Exercise details - The entries below should be transcribed in their entirety, exactly as written.

(Stored items)

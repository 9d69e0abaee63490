use super::*;

#[test]
fn parse_timestamp_accepts_rfc3339_and_naive_forms() {
    let a = parse_timestamp("2025-03-01T10:05:00Z").unwrap();
    let b = parse_timestamp("2025-03-01 10:05:00").unwrap();
    let c = parse_timestamp("2025-03-01T12:05:00+02:00").unwrap();
    let d = parse_timestamp("2025-03-01T10:05:00.250").unwrap();
    assert_eq!(a, b);
    assert_eq!(a, c);
    assert!(d > a);
}

#[test]
fn parse_timestamp_rejects_garbage() {
    assert_eq!(parse_timestamp("yesterday"), None);
}

#[test]
fn compare_timestamps_is_chronological_across_offsets() {
    assert_eq!(
        compare_timestamps("2025-03-01T09:00:00Z", "2025-03-01T10:30:00+02:00"),
        Ordering::Greater
    );
    assert_eq!(compare_timestamps("b", "a"), Ordering::Greater);
}

#[test]
fn compare_timestamps_puts_unparseable_after_parsed() {
    assert_eq!(compare_timestamps("2024-01-01 07zz", "2024-01-01T10:00:00+05:00"), Ordering::Greater);
    assert_eq!(compare_timestamps("2024-01-01 06:00:00", "2024-01-01 07zz"), Ordering::Less);
    assert_eq!(compare_timestamps("2024-01-01 05:00:00", "2024-01-01T05:00:00Z"), Ordering::Less);
}

#[test]
fn mixed_timestamps_sort_consistently() {
    let mut values = vec![
        "2024-01-01 07zz",
        "2024-01-01 06:00:00",
        "garbage",
        "2024-01-01T10:00:00+05:00",
        "2023-12-31T23:00:00Z",
    ];
    values.sort_by(|a, b| compare_timestamps(a, b));
    assert_eq!(
        values,
        vec![
            "2023-12-31T23:00:00Z",
            "2024-01-01T10:00:00+05:00",
            "2024-01-01 06:00:00",
            "2024-01-01 07zz",
            "garbage",
        ]
    );

    let mut reversed = values.clone();
    reversed.reverse();
    reversed.sort_by(|a, b| compare_timestamps(a, b));
    assert_eq!(reversed, values);
}

#[test]
fn format_timestamp_renders_minutes_or_raw() {
    assert_eq!(format_timestamp("2025-03-01T10:05:42Z"), "2025-03-01 10:05");
    assert_eq!(format_timestamp("soon"), "soon");
    assert_eq!(format_day("2025-03-01T10:05:42Z"), "2025-03-01");
}

#[test]
fn truncate_preview_collapses_whitespace_and_cuts() {
    assert_eq!(truncate_preview("hello\n  world", 40), "hello world");
    assert_eq!(truncate_preview("abcdefgh", 4), "abcd…");
    assert_eq!(truncate_preview("ünïcödé", 3), "ünï…");
}
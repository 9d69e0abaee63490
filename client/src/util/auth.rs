//! Shared auth UI helpers and the `AuthSession` capability.
//!
//! SYSTEM CONTEXT
//! ==============
//! Route components apply identical unauthenticated redirect behavior and
//! reach the signed-in actor only through [`AuthSession`], a `Copy` handle
//! provided via context. The bearer token lives in `localStorage` so a reload
//! can restore the session through `/api/auth/me`.

#[cfg(test)]
#[path = "auth_test.rs"]
mod auth_test;

use leptos::prelude::*;
use leptos_router::NavigateOptions;

use crate::net::api::HttpApi;
use crate::net::types::User;
use crate::state::auth::AuthState;
use crate::state::directory::Followup;

#[cfg(feature = "hydrate")]
const TOKEN_STORAGE_KEY: &str = "admin_console_token";

/// Narrow handle over the reactive auth state.
#[derive(Clone, Copy)]
pub struct AuthSession {
    state: RwSignal<AuthState>,
}

impl AuthSession {
    #[must_use]
    pub fn new(state: RwSignal<AuthState>) -> Self {
        Self { state }
    }

    /// Identifier of the acting user (tracked).
    pub fn actor_id(&self) -> Option<i64> {
        self.state.with(AuthState::actor_id)
    }

    pub fn token(&self) -> Option<String> {
        self.state.with_untracked(|s| s.token.clone())
    }

    pub fn user(&self) -> Option<User> {
        self.state.with(|s| s.user.clone())
    }

    /// API client bound to the current token.
    pub fn api(&self) -> HttpApi {
        HttpApi::new(self.token())
    }

    pub fn sign_in(&self, token: String, user: User) {
        store_token(&token);
        self.state.update(|s| s.sign_in(token, user));
    }

    /// Forget the token locally and in storage.
    pub fn logout(&self) {
        clear_token();
        self.state.update(AuthState::clear);
    }

    pub fn state(&self) -> RwSignal<AuthState> {
        self.state
    }
}

/// Whether a route guard should send the visitor to `/login`.
#[must_use]
pub fn should_redirect_unauth(state: &AuthState) -> bool {
    !state.loading && state.user.is_none()
}

/// Redirect to `/login` whenever auth has loaded and no user is present.
pub fn install_unauth_redirect<F>(auth: RwSignal<AuthState>, navigate: F)
where
    F: Fn(&str, NavigateOptions) + Clone + 'static,
{
    let navigate = navigate.clone();
    Effect::new(move || {
        if auth.with(should_redirect_unauth) {
            navigate("/login", NavigateOptions::default());
        }
    });
}

/// Restore a persisted session on startup.
///
/// Marks auth as loading while `/api/auth/me` validates the stored token; an
/// invalid token is discarded.
pub fn restore_session(session: AuthSession) {
    #[cfg(feature = "hydrate")]
    {
        let Some(token) = load_token() else {
            return;
        };
        session.state.update(|s| s.loading = true);
        leptos::task::spawn_local(async move {
            use crate::net::api::AdminApi as _;

            match HttpApi::new(Some(token.clone())).current_user().await {
                Ok(user) => session.state.update(|s| s.sign_in(token, user)),
                Err(e) => {
                    log::info!("stored session rejected: {e}");
                    session.logout();
                }
            }
        });
    }
    #[cfg(not(feature = "hydrate"))]
    {
        let _ = session;
    }
}

/// Carry out a controller's followup: wait, purge the session, go to login.
pub fn run_followup(session: AuthSession, followup: Followup) {
    #[cfg(feature = "hydrate")]
    {
        let Followup::EndSession { after } = followup;
        leptos::task::spawn_local(async move {
            gloo_timers::future::sleep(after).await;
            session.logout();
            if let Some(window) = web_sys::window() {
                let _ = window.location().set_href("/login");
            }
        });
    }
    #[cfg(not(feature = "hydrate"))]
    {
        let _ = (session, followup);
    }
}

fn store_token(token: &str) {
    #[cfg(feature = "hydrate")]
    {
        if let Some(storage) = web_sys::window().and_then(|w| w.local_storage().ok().flatten()) {
            let _ = storage.set_item(TOKEN_STORAGE_KEY, token);
        }
    }
    #[cfg(not(feature = "hydrate"))]
    {
        let _ = token;
    }
}

#[cfg(feature = "hydrate")]
fn load_token() -> Option<String> {
    let storage = web_sys::window().and_then(|w| w.local_storage().ok().flatten())?;
    storage.get_item(TOKEN_STORAGE_KEY).ok().flatten().filter(|t| !t.is_empty())
}

fn clear_token() {
    #[cfg(feature = "hydrate")]
    {
        if let Some(storage) = web_sys::window().and_then(|w| w.local_storage().ok().flatten()) {
            let _ = storage.remove_item(TOKEN_STORAGE_KEY);
        }
    }
}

Response for this exercise -
repository 9d69e0abaee63490
use super::*;

#[test]
fn parse_timestamp_accepts_rfc3339_and_naive_forms() {
    let a = parse_timestamp("2025-03-01T10:05:00Z").unwrap();
    let b = parse_timestamp("2025-03-01 10:05:00").unwrap();
    let c = parse_timestamp("2025-03-01T12:05:00+02:00").unwrap();
    let d = parse_timestamp("2025-03-01T10:05:00.250").unwrap();
    assert_eq!(a, b);
    assert_eq!(a, c);
    assert!(d > a);
}

#[test]
fn parse_timestamp_rejects_garbage() {
    assert_eq!(parse_timestamp("yesterday"), None);
}

#[test]
fn compare_timestamps_is_chronological_across_offsets() {
    assert_eq!(
        compare_timestamps("2025-03-01T09:00:00Z", "2025-03-01T10:30:00+02:00"),
        Ordering::Greater
    );
    assert_eq!(compare_timestamps("b", "a"), Ordering::Greater);
}

#[test]
fn compare_timestamps_puts_unparseable_after_parsed() {
    assert_eq!(compare_timestamps("2024-01-01 07zz", "2024-01-01T10:00:00+05:00"), Ordering::Greater);
    assert_eq!(compare_timestamps("2024-01-01 06:00:00", "2024-01-01 07zz"), Ordering::Less);
    assert_eq!(compare_timestamps("2024-01-01 05:00:00", "2024-01-01T05:00:00Z"), Ordering::Less);
}

#[test]
fn mixed_timestamps_sort_consistently() {
    let mut values = vec![
        "2024-01-01 07zz",
        "2024-01-01 06:00:00",
        "garbage",
        "2024-01-01T10:00:00+05:00",
        "2023-12-31T23:00:00Z",
    ];
    values.sort_by(|a, b| compare_timestamps(a, b));
    assert_eq!(
        values,
        vec![
            "2023-12-31T23:00:00Z",
            "2024-01-01T10:00:00+05:00",
            "2024-01-01 06:00:00",
            "2024-01-01 07zz",
            "garbage",
        ]
    );

    let mut reversed = values.clone();
    reversed.reverse();
    reversed.sort_by(|a, b| compare_timestamps(a, b));
    assert_eq!(reversed, values);
}

#[test]
fn format_timestamp_renders_minutes_or_raw() {
    assert_eq!(format_timestamp("2025-03-01T10:05:42Z"), "2025-03-01 10:05");
    assert_eq!(format_timestamp("soon"), "soon");
    assert_eq!(format_day("2025-03-01T10:05:42Z"), "2025-03-01");
}

#[test]
fn truncate_preview_collapses_whitespace_and_cuts() {
    assert_eq!(truncate_preview("hello\n  world", 40), "hello world");
    assert_eq!(truncate_preview("abcdefgh", 4), "abcd…");
    assert_eq!(truncate_preview("ünïcödé", 3), "ünï…");
}
repository 9d69e0abaee63490
filename client/src/util/auth.rs
//! Shared auth UI helpers and the `AuthSession` capability.
//!
//! SYSTEM CONTEXT
//! ==============
//! Route components apply identical unauthenticated redirect behavior and
//! reach the signed-in actor only through [`AuthSession`], a `Copy` handle
//! provided via context. The bearer token lives in `localStorage` so a reload
//! can restore the session through `/api/auth/me`.

#[cfg(test)]
#[path = "auth_test.rs"]
mod auth_test;

use leptos::prelude::*;
use leptos_router::NavigateOptions;

use crate::net::api::HttpApi;
use crate::net::types::User;
use crate::state::auth::AuthState;
use crate::state::directory::Followup;

#[cfg(feature = "hydrate")]
const TOKEN_STORAGE_KEY: &str = "admin_console_token";

/// Narrow handle over the reactive auth state.
#[derive(Clone, Copy)]
pub struct AuthSession {
    state: RwSignal<AuthState>,
}

impl AuthSession {
    #[must_use]
    pub fn new(state: RwSignal<AuthState>) -> Self {
        Self { state }
    }

    /// Identifier of the acting user (tracked).
    pub fn actor_id(&self) -> Option<i64> {
        self.state.with(AuthState::actor_id)
    }

    pub fn token(&self) -> Option<String> {
        self.state.with_untracked(|s| s.token.clone())
    }

    pub fn user(&self) -> Option<User> {
        self.state.with(|s| s.user.clone())
    }

    /// API client bound to the current token.
    pub fn api(&self) -> HttpApi {
        HttpApi::new(self.token())
    }

    pub fn sign_in(&self, token: String, user: User) {
        store_token(&token);
        self.state.update(|s| s.sign_in(token, user));
    }

    /// Forget the token locally and in storage.
    pub fn logout(&self) {
        clear_token();
        self.state.update(AuthState::clear);
    }

    pub fn state(&self) -> RwSignal<AuthState> {
        self.state
    }
}

/// Whether a route guard should send the visitor to `/login`.
#[must_use]
pub fn should_redirect_unauth(state: &AuthState) -> bool {
    !state.loading && state.user.is_none()
}

/// Redirect to `/login` whenever auth has loaded and no user is present.
pub fn install_unauth_redirect<F>(auth: RwSignal<AuthState>, navigate: F)
where
    F: Fn(&str, NavigateOptions) + Clone + 'static,
{
    let navigate = navigate.clone();
    Effect::new(move || {
        if auth.with(should_redirect_unauth) {
            navigate("/login", NavigateOptions::default());
        }
    });
}

/// Restore a persisted session on startup.
///
/// Marks auth as loading while `/api/auth/me` validates the stored token; an
/// invalid token is discarded.
pub fn restore_session(session: AuthSession) {
    #[cfg(feature = "hydrate")]
    {
        let Some(token) = load_token() else {
            return;
        };
        session.state.update(|s| s.loading = true);
        leptos::task::spawn_local(async move {
            use crate::net::api::AdminApi as _;

            match HttpApi::new(Some(token.clone())).current_user().await {
                Ok(user) => session.state.update(|s| s.sign_in(token, user)),
                Err(e) => {
                    log::info!("stored session rejected: {e}");
                    session.logout();
                }
            }
        });
    }
    #[cfg(not(feature = "hydrate"))]
    {
        let _ = session;
    }
}

/// Carry out a controller's followup: wait, purge the session, go to login.
pub fn run_followup(session: AuthSession, followup: Followup) {
    #[cfg(feature = "hydrate")]
    {
        let Followup::EndSession { after } = followup;
        leptos::task::spawn_local(async move {
            gloo_timers::future::sleep(after).await;
            session.logout();
            if let Some(window) = web_sys::window() {
                let _ = window.location().set_href("/login");
            }
        });
    }
    #[cfg(not(feature = "hydrate"))]
    {
        let _ = (session, followup);
    }
}

fn store_token(token: &str) {
    #[cfg(feature = "hydrate")]
    {
        if let Some(storage) = web_sys::window().and_then(|w| w.local_storage().ok().flatten()) {
            let _ = storage.set_item(TOKEN_STORAGE_KEY, token);
        }
    }
    #[cfg(not(feature = "hydrate"))]
    {
        let _ = token;
    }
}

#[cfg(feature = "hydrate")]
fn load_token() -> Option<String> {
    let storage = web_sys::window().and_then(|w| w.local_storage().ok().flatten())?;
    storage.get_item(TOKEN_STORAGE_KEY).ok().flatten().filter(|t| !t.is_empty())
}

fn clear_token() {
    #[cfg(feature = "hydrate")]
    {
        if let Some(storage) = web_sys::window().and_then(|w| w.local_storage().ok().flatten()) {
            let _ = storage.remove_item(TOKEN_STORAGE_KEY);
        }
    }
}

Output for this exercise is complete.